* Records *
use frozen_testhelpers::test;

use crate::{Args, FrozenError, Partial, Value, WriteOp};

fn stamp(this: &mut Partial, name: &str) -> Result<(), FrozenError> {
    let trail = match this.get("trail") {
        Some(trail) => format!("{} {name}", trail.try_str()?),
        None => name.into(),
    };
    this.set("trail", trail)?;
    Ok(())
}

fn person_init(this: &mut Partial, args: &Args) -> Result<(), FrozenError> {
    let first = args.get("first")?.try_str()?;
    let last = args.get("last")?.try_str()?;
    let full = format!("{last}, {first}");
    this.assign_args(args)?.set("full", full)?;
    let path = this.path();
    this.set("built_by", path)?;
    Ok(())
}

fn employee_init(this: &mut Partial, args: &Args) -> Result<(), FrozenError> {
    assert_eq!(this.depth(), 0);
    this.parent()?.init_with(fields! {
        first: args.get("first")?.clone(),
        last: args.get("last")?.clone(),
    })?;
    assert_eq!(this.depth(), 0);
    this.set("company", args.get("company")?.clone())?;
    let badge = format!(
        "{}@{}",
        args.get("last")?.try_str()?,
        args.get("company")?.try_str()?
    );
    this.set("badge", badge)?;
    Ok(())
}

declare_type! {
    static PERSON: Person {
        defining: [first, last],
        data: [full, built_by],
        constructor: person_init,
    }
}

declare_type! {
    static EMPLOYEE: Employee extends [PERSON] {
        defining: [first, last, company],
        data: [badge],
        constructor: employee_init,
    }
}

declare_type! {
    static MANAGER: Manager extends [EMPLOYEE] {
        data: [reports],
    }
}

fn base_init(this: &mut Partial, args: &Args) -> Result<(), FrozenError> {
    let visits = this.get("visits").and_then(Value::as_int).unwrap_or(0);
    this.assign_args(args)?.set("visits", visits + 1)?;
    stamp(this, "Base")
}

fn left_init(this: &mut Partial, args: &Args) -> Result<(), FrozenError> {
    this.parent()?.init([args.get("id")?.clone()])?;
    this.set("left", true)?;
    stamp(this, "Left")
}

fn right_init(this: &mut Partial, args: &Args) -> Result<(), FrozenError> {
    this.parent()?.init([args.get("id")?.clone()])?;
    this.set("right", true)?;
    stamp(this, "Right")
}

fn diamond_init(this: &mut Partial, args: &Args) -> Result<(), FrozenError> {
    this.parent()?.init([args.get("id")?.clone()])?;
    stamp(this, "Diamond")
}

declare_type! {
    static BASE: Base {
        defining: [id],
        data: [visits, trail],
        constructor: base_init,
    }
}

declare_type! {
    static LEFT: Left extends [BASE] {
        defining: [id],
        data: [left],
        constructor: left_init,
    }
}

declare_type! {
    static RIGHT: Right extends [BASE] {
        defining: [id],
        data: [right],
        constructor: right_init,
    }
}

declare_type! {
    static DIAMOND: Diamond extends [LEFT, RIGHT] {
        defining: [id],
        constructor: diamond_init,
    }
}

#[test]
fn subclass_delegates_to_parent() {
    let e = EMPLOYEE.construct(["Ada", "Lovelace", "Analytical"])?;
    assert_eq!(e.get("full"), Some(&Value::from("Lovelace, Ada")));
    assert_eq!(e.get("badge"), Some(&Value::from("Lovelace@Analytical")));
    assert_eq!(e.get("built_by"), Some(&Value::from("Employee > Person")));

    let order: Vec<_> = e.fields().map(|(name, _)| name).collect();
    assert_eq!(order, ["first", "last", "full", "built_by", "company", "badge"]);
}

#[test]
fn type_without_constructor_inherits_one() {
    let m = MANAGER.construct_with(fields! {
        company: "Analytical",
        first: "Ada",
        last: "Lovelace",
    })?;
    assert_eq!(m.descriptor().name, "Manager");
    assert_eq!(m.get("badge"), Some(&Value::from("Lovelace@Analytical")));
    // Manager has no frame of its own, Employee's constructor runs outermost
    assert_eq!(m.get("built_by"), Some(&Value::from("Employee > Person")));
    assert_eq!(m.get("reports"), None);
}

#[test]
fn diamond_runs_shared_ancestor_once() {
    let d = DIAMOND.construct([7])?;
    assert_eq!(d.get("visits"), Some(&Value::Int(1)));
    assert_eq!(d.get("left"), Some(&Value::Bool(true)));
    assert_eq!(d.get("right"), Some(&Value::Bool(true)));
    assert_eq!(d.get("trail"), Some(&Value::from("Base Right Left Diamond")));

    // on its own, Left's parent is Base
    let l = LEFT.construct([7])?;
    assert_eq!(l.get("trail"), Some(&Value::from("Base Left")));
    assert_eq!(l.get("right"), None);
}

fn skip_init(this: &mut Partial, args: &Args) -> Result<(), FrozenError> {
    assert_eq!(this.current().name, "Skip");
    this.ancestor(&BASE)?.init([args.get("id")?.clone()])?;
    stamp(this, "Skip")
}

declare_type! {
    static SKIP: Skip extends [LEFT] {
        defining: [id],
        constructor: skip_init,
    }
}

#[test]
fn named_ancestor_skips_levels() {
    let s = SKIP.construct([1])?;
    assert_eq!(s.get("trail"), Some(&Value::from("Base Skip")));
    assert_eq!(s.get("left"), None);
}

fn stranger_init(this: &mut Partial, _args: &Args) -> Result<(), FrozenError> {
    this.ancestor(&PERSON)?.init(["x", "y"])
}

fn orphan_init(this: &mut Partial, _args: &Args) -> Result<(), FrozenError> {
    this.parent()?.init(Vec::<Value>::new())
}

declare_type! {
    static STRANGER: Stranger extends [BASE] {
        constructor: stranger_init,
    }
}

declare_type! {
    static ORPHAN: Orphan {
        constructor: orphan_init,
    }
}

#[test]
fn delegation_errors() {
    let err = STRANGER.construct(Vec::<Value>::new()).unwrap_err();
    assert!(matches!(
        err,
        FrozenError::NotAnAncestor { type_name: "Stranger", ancestor: "Person" }
    ));

    let err = ORPHAN.construct(Vec::<Value>::new()).unwrap_err();
    assert!(matches!(err, FrozenError::NoParent { type_name: "Orphan" }));
}

#[test]
fn argument_errors() {
    let err = PERSON.construct(["only"]).unwrap_err();
    assert!(matches!(
        err,
        FrozenError::ArityMismatch { expected: 2, actual: 1, .. }
    ));

    let err = PERSON.construct_with(fields! { first: "Ada" }).unwrap_err();
    assert!(matches!(err, FrozenError::MissingArgument { ref name, .. } if name == "last"));

    let err = PERSON
        .construct_with(fields! { first: "Ada", last: "L", age: 36 })
        .unwrap_err();
    assert!(matches!(err, FrozenError::UnexpectedArgument { ref name, .. } if name == "age"));

    // duplicate keywords: the last one wins
    let p = PERSON.construct_with(fields! { first: "Ada", last: "L", first: "Grace" })?;
    assert_eq!(p.get("first"), Some(&Value::from("Grace")));
}

fn forgetful_init(this: &mut Partial, args: &Args) -> Result<(), FrozenError> {
    this.assign_args(args)?;
    let removed = this.remove("id")?;
    assert_eq!(removed, Some(Value::Int(1)));
    Ok(())
}

fn sloppy_init(this: &mut Partial, _args: &Args) -> Result<(), FrozenError> {
    this.set("nope", 1)?;
    Ok(())
}

fn failing_init(_this: &mut Partial, args: &Args) -> Result<(), FrozenError> {
    if args.get("id")?.try_int()? < 0 {
        return Err(FrozenError::constructor_msg("Failing", "id must be positive"));
    }
    Ok(())
}

declare_type! {
    static FORGETFUL: Forgetful {
        defining: [id],
        constructor: forgetful_init,
    }
}

declare_type! {
    static SLOPPY: Sloppy {
        defining: [id],
        constructor: sloppy_init,
    }
}

declare_type! {
    static FAILING: Failing {
        defining: [id],
        constructor: failing_init,
    }
}

#[test]
fn construction_errors_abandon_the_instance() {
    let err = FORGETFUL.construct([1]).unwrap_err();
    assert!(matches!(
        err,
        FrozenError::UninitializedField { field: "id", .. }
    ));

    let err = SLOPPY.construct([1]).unwrap_err();
    assert!(matches!(err, FrozenError::UnknownField { ref field, .. } if field == "nope"));

    let err = FAILING.construct([-1]).unwrap_err();
    assert!(matches!(err, FrozenError::Constructor { type_name: "Failing", .. }));
    assert_eq!(
        core::error::Error::source(&err).map(|e| e.to_string()),
        Some("id must be positive".to_string())
    );
}

#[test]
fn ancestor_access_after_freeze_is_rejected() {
    let e = EMPLOYEE.construct(["Ada", "Lovelace", "Analytical"])?;
    let err = e.init_ancestor(&PERSON).unwrap_err();
    assert!(matches!(
        err,
        FrozenError::ImmutabilityViolation { op: WriteOp::AncestorInit, .. }
    ));
    assert_eq!(e.get("full"), Some(&Value::from("Lovelace, Ada")));
}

* Exercise *
For this task, copy every line of the material in which "data" appears.

* Response *
        data: [full, built_by],
        data: [badge],
        data: [reports],
        data: [visits, trail],
        data: [left],
        data: [right],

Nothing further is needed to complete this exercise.